2010-07-15T05:15:00Z Landscape holds remnants of Flagstaff's railroad pastBETSEY BRUNER Community Editor Arizona Daily Sun
July 15, 2010 5:15 am  • 

Crumbling railroad ties.

Oddly aligned streets.

A historic log hauler.

Benches made from train wheels.

These are all remnants of Flagstaff's long history as a railroad town.

There are a number of railroad buffs in Flagstaff, and local historian Stephen Hirst is one of them.

Walking west Friday afternoon from the visitors center at the Flagstaff Amtrak station, formerly the Atchison, Topeka and Santa Fe Railway depot, Hirst stopped and looked out across Route 66 at a small, modern city, with a bustling downtown area.

"Visualize 1880," Hirst said. "There would have been a few ramshackle buildings. There were probably not even a dozen families living here. It was cold compared to the rest of the country. There was not much here. You couldn't really farm here. It wasn't even a place the Native Americans lived. The Havasupai would come here to hunt in the winter."


The stroll was a run-through for the Flagstaff Origins Walk that Hirst would lead the next day as part of the Flagstaff Urban Trails System (FUTS) celebration.

Hirst, who wrote the book "I Am the Grand Canyon: The Story of the Havasupai People," said he endorses the perspective taken by NAU geography professor Thomas Paradis on Flagstaff as a railroad town.

"Flagstaff grew up with the railway," Hirst said. "You can always tell a railroad town because the streets are not aligned north and south, or east and west directions. They're aligned with the railway. They're either perpendicular or parallel with the railways."

The year 1880 saw a town on the edge of great growth. By 1881, engineers from the Atlantic and Pacific Railroad were staking out the line for rail tracks.

On Aug. 1, 1882, the first train whistled into Flagstaff.


One of the highlights of Hirst's walk was a visit to a spur of the Arizona Mineral Belt Railroad, now a pedestrian bridge west of Beaver Street, where walkers can look down on rail ties, some crumbling, some in good shape.

The spur is evidence of the project started by Col. James Eddy, a Chicago entrepreneur who proposed to build a railroad from Flagstaff to Globe to service the copper mines there.

The most ambitious leg of the project was an attempt to drive a tunnel through the Mogollon Rim.

"In 1883, Col. Eddy ginned up workers in Payson to start work on the tunnel," Hirst said. "Within a year, the Atlantic & Pacific Railroad, the main backer, withdrew support and the tunnel project ended.

"They only went in 100 feet," Hirst said.

Some train history websites call it the "Tunnel to Nowhere."

In 1887, after getting more backing, Eddy started building track out of Flagstaff, but was only able to complete 34 miles running south from town.

The Mineral Belt Railroad would find a new use when Flagstaff pioneer Denis Riordan bought it for $40,400 in 1888 at a sheriff's auction in Prescott.

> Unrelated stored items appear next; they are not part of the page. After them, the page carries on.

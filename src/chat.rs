//! The interactive question loop behind `docqa chat`.

use std::{
    io::{BufRead, Write},
    path::PathBuf,
};

use crate::{
    embedding::Embedder,
    error::Result,
    generation::Generator,
    pipeline::Pipeline,
    reranker::CrossEncoder,
};

pub const DOCS_PROMPT: &str = "Enter the path to the documents dir";
pub const QUERY_PROMPT: &str = "Type in your query (type 'exit' to quit):\n";
pub const EXIT_COMMAND: &str = "exit";

/// Read one line without its line terminator. `None` at end of input.
fn read_line<R: BufRead>(input: &mut R) -> Result<Option<String>> {
    let mut line = String::new();
    if input.read_line(&mut line)? == 0 {
        return Ok(None);
    }
    let trimmed = line.trim_end_matches(['\n', '\r']).len();
    line.truncate(trimmed);
    Ok(Some(line))
}

/// Ask for the documents directory. `None` if input ended first.
pub fn prompt_docs_dir<R: BufRead, W: Write>(
    input: &mut R,
    output: &mut W,
) -> Result<Option<PathBuf>> {
    write!(output, "{DOCS_PROMPT}")?;
    output.flush()?;
    Ok(read_line(input)?.map(|line| PathBuf::from(line.trim())))
}

/// Answer questions read from `input` until the line `exit` or end of
/// input, returning how many questions were answered.
///
/// A failing question is reported on `output` and the loop moves on to
/// the next one.
pub fn run<R, W, E, C, G>(
    pipeline: &mut Pipeline<E, C, G>,
    input: &mut R,
    output: &mut W,
) -> Result<usize>
where
    R: BufRead,
    W: Write,
    E: Embedder,
    C: CrossEncoder,
    G: Generator,
{
    let mut answered = 0;
    loop {
        write!(output, "{QUERY_PROMPT}")?;
        output.flush()?;

        let Some(query) = read_line(input)? else {
            break;
        };
        if query == EXIT_COMMAND {
            break;
        }

        match pipeline.ask(&query) {
            Ok(answer) => {
                writeln!(output, "{}", answer.text)?;
                answered += 1;
            }
            Err(e) => {
                tracing::warn!(error = %e, "question failed");
                writeln!(output, "Error: {e}")?;
            }
        }
    }
    Ok(answered)
}

#[cfg(test)]
mod tests {
    use std::io::Cursor;

    use super::*;
    use crate::{
        embedding::tests::HashEmbedder,
        generation::tests::EchoGenerator,
        reranker::tests::OverlapEncoder,
        settings::Settings,
    };

    fn indexed_pipeline(
        dir: &std::path::Path,
    ) -> Pipeline<HashEmbedder, OverlapEncoder, EchoGenerator> {
        std::fs::write(dir.join("a.txt"), "The sky is blue.").unwrap();
        let mut pipeline = Pipeline::new(
            Settings::default(),
            HashEmbedder::new(16),
            OverlapEncoder { calls: 0 },
            EchoGenerator {
                prompts: Vec::new(),
            },
        );
        pipeline.index_directory(dir).unwrap();
        pipeline
    }

    #[test]
    fn reads_docs_dir_without_newline() {
        let mut input = Cursor::new("/tmp/docs\n");
        let mut output = Vec::new();
        let dir = prompt_docs_dir(&mut input, &mut output).unwrap();
        assert_eq!(dir, Some(PathBuf::from("/tmp/docs")));
        assert_eq!(output, DOCS_PROMPT.as_bytes());
    }

    #[test]
    fn docs_dir_at_end_of_input() {
        let mut input = Cursor::new("");
        let mut output = Vec::new();
        assert_eq!(prompt_docs_dir(&mut input, &mut output).unwrap(), None);
    }

    #[test]
    fn loop_stops_at_exit() {
        let tmp = tempfile::tempdir().unwrap();
        let mut pipeline = indexed_pipeline(tmp.path());
        let mut input = Cursor::new("What colour is the sky?\nexit\nnever asked\n");
        let mut output = Vec::new();

        let answered = run(&mut pipeline, &mut input, &mut output).unwrap();
        assert_eq!(answered, 1);
        assert_eq!(pipeline.generator().prompts.len(), 1);

        let text = String::from_utf8(output).unwrap();
        assert_eq!(text.matches(QUERY_PROMPT).count(), 2);
        assert!(text.contains("answered "));
    }

    #[test]
    fn loop_stops_at_end_of_input() {
        let tmp = tempfile::tempdir().unwrap();
        let mut pipeline = indexed_pipeline(tmp.path());
        let mut input = Cursor::new("first?\r\nsecond?");
        let mut output = Vec::new();

        assert_eq!(run(&mut pipeline, &mut input, &mut output).unwrap(), 2);
    }

    #[test]
    fn failed_question_does_not_end_the_loop() {
        let tmp = tempfile::tempdir().unwrap();
        let mut pipeline = indexed_pipeline(tmp.path());
        let mut input = Cursor::new("\nIs the sky blue?\nexit\n");
        let mut output = Vec::new();

        let answered = run(&mut pipeline, &mut input, &mut output).unwrap();
        assert_eq!(answered, 1);
        let text = String::from_utf8(output).unwrap();
        assert!(text.contains("Error: configuration error: question must not be empty"));
    }
}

He wanted to use the line to haul timber from the Mormon Lake and Lake Mary logging areas after he had had purchased the sawmill built by Edward Ayer, a businessman from Chicago who planned to make a fortune selling ties to the railway.

Denis sold both enterprises to his brothers Michael and Timothy, who decided to make their home in Flagstaff.


The Civil War had put a transcontinental rail system on hold, but a railway act passed by Congress in 1866 put plans back on track.

Even with a green light, rail projects were expensive.

Congress helped by granting every other section of federal land for 40 miles on either side of the route to sell for construction money.

"At that time, the country was land rich," Hirst said. "They had lots of land to give away."

After the war, the Army Corps of Topographical Engineers sent out four survey parties to scout the best routes for wagons and railroads into the West.

One such expedition led by Lt. George Wheeler was to map eastward from California to the 100th meridian. The Wheeler Survey lasted until 1879.

"In 1873, they came through here, and guess what they named when they came through -- Humphreys Peak," Hirst said.

They named the summit of San Francisco Mountain for the man who sent them out, Gen. Andrew Humphreys, chief of the Topographical Engineer Corps.

"Humphreys never saw this peak," Hirst said. "He was never even in Arizona."


Humphreys Peak might be considered a landscape artifact, a term used by Paradis.

"Artifacts help us understand the railroad in a railroad town," Paradis said. "A lot of people seem to find it fascinating when I start talking about the railroad -- why it's here and where it is going. The tracks though Flagstaff network into a larger geographic network in the region and the country."

Other artifacts are both downtown depots, including the 1926 train station, which now houses the Flagstaff Visitor Center, and the original passenger and freight depot too the east, first built in 1886 and now housing the BNSF (Burlington Northern and Santa Fe) train office.

The antique Hansen log hauler west of the visitor center is also a remnant of rail history, allowing workers to raise up logs so that horses could more easily haul them out.

Train wheels were also used to form the base of the benches in Heritage Square.

"It's kind of fun to walk around Heritage Square and think what some local people thought about how to integrate railroad history into the local landscape," Paradis said.